Input data:
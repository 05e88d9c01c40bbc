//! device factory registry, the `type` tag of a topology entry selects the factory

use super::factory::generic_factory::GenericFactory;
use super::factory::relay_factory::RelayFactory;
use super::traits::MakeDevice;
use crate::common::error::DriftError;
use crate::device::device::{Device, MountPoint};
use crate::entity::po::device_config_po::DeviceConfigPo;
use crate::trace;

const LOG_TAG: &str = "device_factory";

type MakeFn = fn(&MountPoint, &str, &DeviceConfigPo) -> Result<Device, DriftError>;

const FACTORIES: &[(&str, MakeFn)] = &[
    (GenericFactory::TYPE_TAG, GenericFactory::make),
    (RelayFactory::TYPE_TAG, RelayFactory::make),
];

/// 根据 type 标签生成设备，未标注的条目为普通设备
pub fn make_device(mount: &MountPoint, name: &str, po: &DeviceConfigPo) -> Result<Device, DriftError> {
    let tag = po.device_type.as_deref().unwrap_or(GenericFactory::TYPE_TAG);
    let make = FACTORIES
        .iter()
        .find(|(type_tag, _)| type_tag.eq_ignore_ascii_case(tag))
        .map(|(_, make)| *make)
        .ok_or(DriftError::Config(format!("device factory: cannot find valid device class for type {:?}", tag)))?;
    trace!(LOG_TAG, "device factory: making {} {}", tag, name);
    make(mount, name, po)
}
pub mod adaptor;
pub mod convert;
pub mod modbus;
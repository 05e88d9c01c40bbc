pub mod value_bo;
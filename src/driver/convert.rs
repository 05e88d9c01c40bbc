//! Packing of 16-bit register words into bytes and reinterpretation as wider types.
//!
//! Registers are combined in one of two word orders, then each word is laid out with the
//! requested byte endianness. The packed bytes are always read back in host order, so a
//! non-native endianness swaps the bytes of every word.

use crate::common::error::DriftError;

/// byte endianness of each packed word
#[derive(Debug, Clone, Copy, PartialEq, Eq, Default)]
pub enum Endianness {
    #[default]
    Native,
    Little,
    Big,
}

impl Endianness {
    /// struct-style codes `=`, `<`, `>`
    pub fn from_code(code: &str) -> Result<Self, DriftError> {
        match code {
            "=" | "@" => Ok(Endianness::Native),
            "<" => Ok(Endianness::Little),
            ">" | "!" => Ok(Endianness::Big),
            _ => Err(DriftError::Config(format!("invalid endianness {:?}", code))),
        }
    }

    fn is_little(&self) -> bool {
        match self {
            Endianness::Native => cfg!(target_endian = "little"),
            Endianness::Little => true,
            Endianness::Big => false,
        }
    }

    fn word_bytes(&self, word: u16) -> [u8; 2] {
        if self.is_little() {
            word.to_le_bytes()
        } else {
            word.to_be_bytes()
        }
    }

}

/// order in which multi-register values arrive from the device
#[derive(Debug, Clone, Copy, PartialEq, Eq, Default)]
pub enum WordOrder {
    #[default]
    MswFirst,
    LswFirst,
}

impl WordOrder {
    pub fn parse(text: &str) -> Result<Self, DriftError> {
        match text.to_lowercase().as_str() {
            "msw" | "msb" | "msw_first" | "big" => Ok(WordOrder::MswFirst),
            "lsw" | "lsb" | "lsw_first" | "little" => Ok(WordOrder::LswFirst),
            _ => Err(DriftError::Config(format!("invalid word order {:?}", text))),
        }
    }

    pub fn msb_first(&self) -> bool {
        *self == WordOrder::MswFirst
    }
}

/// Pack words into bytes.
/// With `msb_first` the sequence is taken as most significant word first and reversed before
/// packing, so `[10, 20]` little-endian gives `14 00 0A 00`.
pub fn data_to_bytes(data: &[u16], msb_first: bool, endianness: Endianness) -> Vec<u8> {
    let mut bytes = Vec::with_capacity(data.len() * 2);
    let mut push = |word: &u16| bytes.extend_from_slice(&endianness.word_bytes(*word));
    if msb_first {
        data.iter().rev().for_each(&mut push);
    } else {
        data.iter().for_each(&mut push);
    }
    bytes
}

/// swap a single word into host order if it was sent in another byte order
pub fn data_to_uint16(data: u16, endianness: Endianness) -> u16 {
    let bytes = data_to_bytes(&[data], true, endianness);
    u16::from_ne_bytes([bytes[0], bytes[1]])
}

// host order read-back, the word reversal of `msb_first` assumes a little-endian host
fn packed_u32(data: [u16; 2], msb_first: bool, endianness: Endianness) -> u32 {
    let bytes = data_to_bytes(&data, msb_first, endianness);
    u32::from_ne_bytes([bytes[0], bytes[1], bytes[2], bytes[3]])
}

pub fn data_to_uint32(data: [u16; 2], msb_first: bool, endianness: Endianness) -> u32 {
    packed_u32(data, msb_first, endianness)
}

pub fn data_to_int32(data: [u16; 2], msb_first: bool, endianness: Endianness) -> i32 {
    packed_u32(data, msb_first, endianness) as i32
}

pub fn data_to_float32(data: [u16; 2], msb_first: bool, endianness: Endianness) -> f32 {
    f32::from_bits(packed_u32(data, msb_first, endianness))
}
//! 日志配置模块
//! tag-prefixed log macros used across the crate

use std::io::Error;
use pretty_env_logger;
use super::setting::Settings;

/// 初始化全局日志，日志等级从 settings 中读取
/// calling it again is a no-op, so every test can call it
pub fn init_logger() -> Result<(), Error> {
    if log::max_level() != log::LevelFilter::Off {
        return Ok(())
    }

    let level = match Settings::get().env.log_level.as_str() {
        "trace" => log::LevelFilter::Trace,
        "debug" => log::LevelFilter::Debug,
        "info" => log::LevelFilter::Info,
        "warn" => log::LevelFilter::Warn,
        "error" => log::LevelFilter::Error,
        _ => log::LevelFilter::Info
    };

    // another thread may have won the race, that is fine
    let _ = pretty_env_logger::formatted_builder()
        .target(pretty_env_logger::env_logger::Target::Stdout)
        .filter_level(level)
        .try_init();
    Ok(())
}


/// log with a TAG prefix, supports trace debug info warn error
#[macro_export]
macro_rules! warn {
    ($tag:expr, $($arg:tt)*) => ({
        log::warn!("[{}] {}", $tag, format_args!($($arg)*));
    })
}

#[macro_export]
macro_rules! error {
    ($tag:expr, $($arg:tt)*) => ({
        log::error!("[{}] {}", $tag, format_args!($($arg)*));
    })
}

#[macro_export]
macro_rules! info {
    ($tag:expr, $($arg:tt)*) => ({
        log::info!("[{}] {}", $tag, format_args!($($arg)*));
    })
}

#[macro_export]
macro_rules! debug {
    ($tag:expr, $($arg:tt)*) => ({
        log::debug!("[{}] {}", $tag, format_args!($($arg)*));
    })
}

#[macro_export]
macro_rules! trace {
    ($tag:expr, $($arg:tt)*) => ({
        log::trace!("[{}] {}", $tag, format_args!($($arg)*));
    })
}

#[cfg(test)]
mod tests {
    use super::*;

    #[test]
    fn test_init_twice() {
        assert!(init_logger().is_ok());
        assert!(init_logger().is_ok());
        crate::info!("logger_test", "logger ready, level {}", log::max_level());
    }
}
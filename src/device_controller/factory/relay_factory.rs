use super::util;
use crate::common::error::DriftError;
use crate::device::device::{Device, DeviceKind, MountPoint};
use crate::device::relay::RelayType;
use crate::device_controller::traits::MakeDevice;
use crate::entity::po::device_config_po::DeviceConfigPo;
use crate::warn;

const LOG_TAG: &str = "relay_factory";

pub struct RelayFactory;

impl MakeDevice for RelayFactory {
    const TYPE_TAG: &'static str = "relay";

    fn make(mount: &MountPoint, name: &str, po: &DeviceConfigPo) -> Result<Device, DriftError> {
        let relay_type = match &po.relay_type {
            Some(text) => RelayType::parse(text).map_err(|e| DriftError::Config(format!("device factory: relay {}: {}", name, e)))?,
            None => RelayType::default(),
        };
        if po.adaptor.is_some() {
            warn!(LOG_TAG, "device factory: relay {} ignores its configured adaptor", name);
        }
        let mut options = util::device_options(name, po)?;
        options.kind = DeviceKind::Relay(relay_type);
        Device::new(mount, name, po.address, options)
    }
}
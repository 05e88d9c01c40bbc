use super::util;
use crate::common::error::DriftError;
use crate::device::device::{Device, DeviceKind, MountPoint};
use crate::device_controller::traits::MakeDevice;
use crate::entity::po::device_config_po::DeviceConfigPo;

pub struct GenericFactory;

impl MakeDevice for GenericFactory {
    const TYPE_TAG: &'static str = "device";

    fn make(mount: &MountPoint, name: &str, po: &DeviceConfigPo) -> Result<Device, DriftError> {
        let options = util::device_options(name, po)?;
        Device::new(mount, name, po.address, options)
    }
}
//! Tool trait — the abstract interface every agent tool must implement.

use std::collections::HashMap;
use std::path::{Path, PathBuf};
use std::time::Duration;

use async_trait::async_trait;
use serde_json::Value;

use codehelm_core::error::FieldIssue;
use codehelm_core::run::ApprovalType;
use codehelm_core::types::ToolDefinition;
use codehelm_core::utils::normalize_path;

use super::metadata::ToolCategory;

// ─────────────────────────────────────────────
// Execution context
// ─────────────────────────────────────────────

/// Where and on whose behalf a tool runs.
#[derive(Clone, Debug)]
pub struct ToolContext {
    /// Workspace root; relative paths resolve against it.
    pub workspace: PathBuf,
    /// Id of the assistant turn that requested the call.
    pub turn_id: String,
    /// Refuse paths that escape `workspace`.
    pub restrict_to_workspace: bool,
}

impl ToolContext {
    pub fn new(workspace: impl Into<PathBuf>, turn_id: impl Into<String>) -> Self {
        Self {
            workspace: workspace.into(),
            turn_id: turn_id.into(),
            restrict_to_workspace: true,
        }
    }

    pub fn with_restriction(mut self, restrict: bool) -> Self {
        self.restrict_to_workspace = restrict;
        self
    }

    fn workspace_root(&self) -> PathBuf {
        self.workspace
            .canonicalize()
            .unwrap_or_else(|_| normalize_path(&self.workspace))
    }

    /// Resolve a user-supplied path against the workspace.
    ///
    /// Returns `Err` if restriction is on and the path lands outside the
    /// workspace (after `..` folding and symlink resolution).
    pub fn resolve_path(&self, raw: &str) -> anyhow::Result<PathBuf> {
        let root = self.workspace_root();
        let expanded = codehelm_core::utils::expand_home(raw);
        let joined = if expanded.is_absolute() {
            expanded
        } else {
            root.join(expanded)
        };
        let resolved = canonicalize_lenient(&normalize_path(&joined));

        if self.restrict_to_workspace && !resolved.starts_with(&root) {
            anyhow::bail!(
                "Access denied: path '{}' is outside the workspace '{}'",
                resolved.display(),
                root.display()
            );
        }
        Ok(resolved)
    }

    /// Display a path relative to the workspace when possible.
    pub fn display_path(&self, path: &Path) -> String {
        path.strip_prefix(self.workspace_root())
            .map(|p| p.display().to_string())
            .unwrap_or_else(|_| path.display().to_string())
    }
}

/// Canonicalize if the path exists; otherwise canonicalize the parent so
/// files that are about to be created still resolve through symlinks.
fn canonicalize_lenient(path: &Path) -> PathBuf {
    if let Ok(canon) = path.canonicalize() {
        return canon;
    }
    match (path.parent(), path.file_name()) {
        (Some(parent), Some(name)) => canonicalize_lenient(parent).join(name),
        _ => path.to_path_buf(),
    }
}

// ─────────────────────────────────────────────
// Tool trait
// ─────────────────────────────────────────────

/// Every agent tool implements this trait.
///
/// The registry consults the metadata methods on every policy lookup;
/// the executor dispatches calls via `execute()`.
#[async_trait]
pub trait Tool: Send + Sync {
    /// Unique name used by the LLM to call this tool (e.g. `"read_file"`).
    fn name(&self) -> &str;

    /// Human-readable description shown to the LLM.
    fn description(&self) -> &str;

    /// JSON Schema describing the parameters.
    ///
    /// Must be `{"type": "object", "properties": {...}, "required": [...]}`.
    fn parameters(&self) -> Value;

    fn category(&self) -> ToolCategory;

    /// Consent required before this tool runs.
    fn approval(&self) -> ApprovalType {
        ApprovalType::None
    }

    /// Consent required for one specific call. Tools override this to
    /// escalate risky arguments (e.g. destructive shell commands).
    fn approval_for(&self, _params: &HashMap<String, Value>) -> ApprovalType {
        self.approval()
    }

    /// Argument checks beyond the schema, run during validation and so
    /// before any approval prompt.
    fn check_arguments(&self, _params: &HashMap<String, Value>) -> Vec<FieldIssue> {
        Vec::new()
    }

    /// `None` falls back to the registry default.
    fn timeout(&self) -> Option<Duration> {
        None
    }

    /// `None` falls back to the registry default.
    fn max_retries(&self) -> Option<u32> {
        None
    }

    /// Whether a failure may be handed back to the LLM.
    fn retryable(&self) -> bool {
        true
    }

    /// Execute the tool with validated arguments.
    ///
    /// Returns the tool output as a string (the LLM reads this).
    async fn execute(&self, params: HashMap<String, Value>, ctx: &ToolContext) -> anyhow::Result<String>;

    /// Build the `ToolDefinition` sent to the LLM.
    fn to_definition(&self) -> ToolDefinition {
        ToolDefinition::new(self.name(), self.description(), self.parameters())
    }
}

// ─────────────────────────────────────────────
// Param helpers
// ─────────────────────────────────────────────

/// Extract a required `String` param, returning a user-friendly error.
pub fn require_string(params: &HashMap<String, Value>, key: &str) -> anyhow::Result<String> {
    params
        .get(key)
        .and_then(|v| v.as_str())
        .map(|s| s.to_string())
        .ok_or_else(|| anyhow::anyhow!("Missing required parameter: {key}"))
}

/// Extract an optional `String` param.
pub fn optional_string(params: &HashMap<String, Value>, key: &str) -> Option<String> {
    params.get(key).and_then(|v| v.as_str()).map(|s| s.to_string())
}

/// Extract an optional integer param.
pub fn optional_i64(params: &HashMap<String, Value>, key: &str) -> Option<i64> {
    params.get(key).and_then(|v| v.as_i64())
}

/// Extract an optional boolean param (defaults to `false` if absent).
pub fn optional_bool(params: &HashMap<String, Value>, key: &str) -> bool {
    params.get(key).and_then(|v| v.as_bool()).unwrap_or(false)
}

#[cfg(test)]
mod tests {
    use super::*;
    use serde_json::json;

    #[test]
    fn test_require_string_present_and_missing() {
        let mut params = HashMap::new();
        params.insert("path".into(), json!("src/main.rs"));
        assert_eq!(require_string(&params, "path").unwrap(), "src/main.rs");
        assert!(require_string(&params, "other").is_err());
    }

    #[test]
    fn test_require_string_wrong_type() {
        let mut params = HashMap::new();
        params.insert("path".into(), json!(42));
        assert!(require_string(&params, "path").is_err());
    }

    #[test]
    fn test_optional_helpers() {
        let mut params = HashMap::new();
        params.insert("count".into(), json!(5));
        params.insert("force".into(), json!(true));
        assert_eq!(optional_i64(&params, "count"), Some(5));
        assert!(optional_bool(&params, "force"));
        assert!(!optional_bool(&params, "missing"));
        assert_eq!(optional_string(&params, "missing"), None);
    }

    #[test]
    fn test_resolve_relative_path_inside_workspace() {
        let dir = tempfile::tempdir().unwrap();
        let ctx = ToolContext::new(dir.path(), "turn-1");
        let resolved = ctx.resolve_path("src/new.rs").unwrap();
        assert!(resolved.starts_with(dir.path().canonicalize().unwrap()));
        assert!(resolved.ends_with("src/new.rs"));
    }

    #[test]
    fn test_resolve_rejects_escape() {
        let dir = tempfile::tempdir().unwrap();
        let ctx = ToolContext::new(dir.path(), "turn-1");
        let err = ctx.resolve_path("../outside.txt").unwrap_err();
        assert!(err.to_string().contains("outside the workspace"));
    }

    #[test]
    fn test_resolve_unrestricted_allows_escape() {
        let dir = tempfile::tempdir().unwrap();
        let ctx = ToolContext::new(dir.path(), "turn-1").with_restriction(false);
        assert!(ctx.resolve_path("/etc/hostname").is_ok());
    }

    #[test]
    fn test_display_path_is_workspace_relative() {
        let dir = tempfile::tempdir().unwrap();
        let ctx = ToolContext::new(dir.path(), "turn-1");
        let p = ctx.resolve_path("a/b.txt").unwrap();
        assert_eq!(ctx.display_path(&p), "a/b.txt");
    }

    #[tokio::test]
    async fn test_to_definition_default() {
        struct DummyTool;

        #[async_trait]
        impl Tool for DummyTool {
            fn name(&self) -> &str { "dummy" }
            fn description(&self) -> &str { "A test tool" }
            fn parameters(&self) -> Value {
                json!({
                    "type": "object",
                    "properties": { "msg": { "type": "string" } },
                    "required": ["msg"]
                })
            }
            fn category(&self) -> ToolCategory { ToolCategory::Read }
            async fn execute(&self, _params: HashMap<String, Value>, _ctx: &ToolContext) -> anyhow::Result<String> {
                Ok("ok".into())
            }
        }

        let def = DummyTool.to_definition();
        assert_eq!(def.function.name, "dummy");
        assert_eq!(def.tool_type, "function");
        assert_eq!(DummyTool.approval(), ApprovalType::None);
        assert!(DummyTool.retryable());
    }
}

Required work: Please output an exact copy of the lines above, from the opening line of the data down to the line that contains "const FACTORIES: &[(&str, MakeFn)]".

Solution to this task:
repository 05e88d9c01c40bbc
//! device factory registry, the `type` tag of a topology entry selects the factory

use super::factory::generic_factory::GenericFactory;
use super::factory::relay_factory::RelayFactory;
use super::traits::MakeDevice;
use crate::common::error::DriftError;
use crate::device::device::{Device, MountPoint};
use crate::entity::po::device_config_po::DeviceConfigPo;
use crate::trace;

const LOG_TAG: &str = "device_factory";

type MakeFn = fn(&MountPoint, &str, &DeviceConfigPo) -> Result<Device, DriftError>;

const FACTORIES: &[(&str, MakeFn)] = &[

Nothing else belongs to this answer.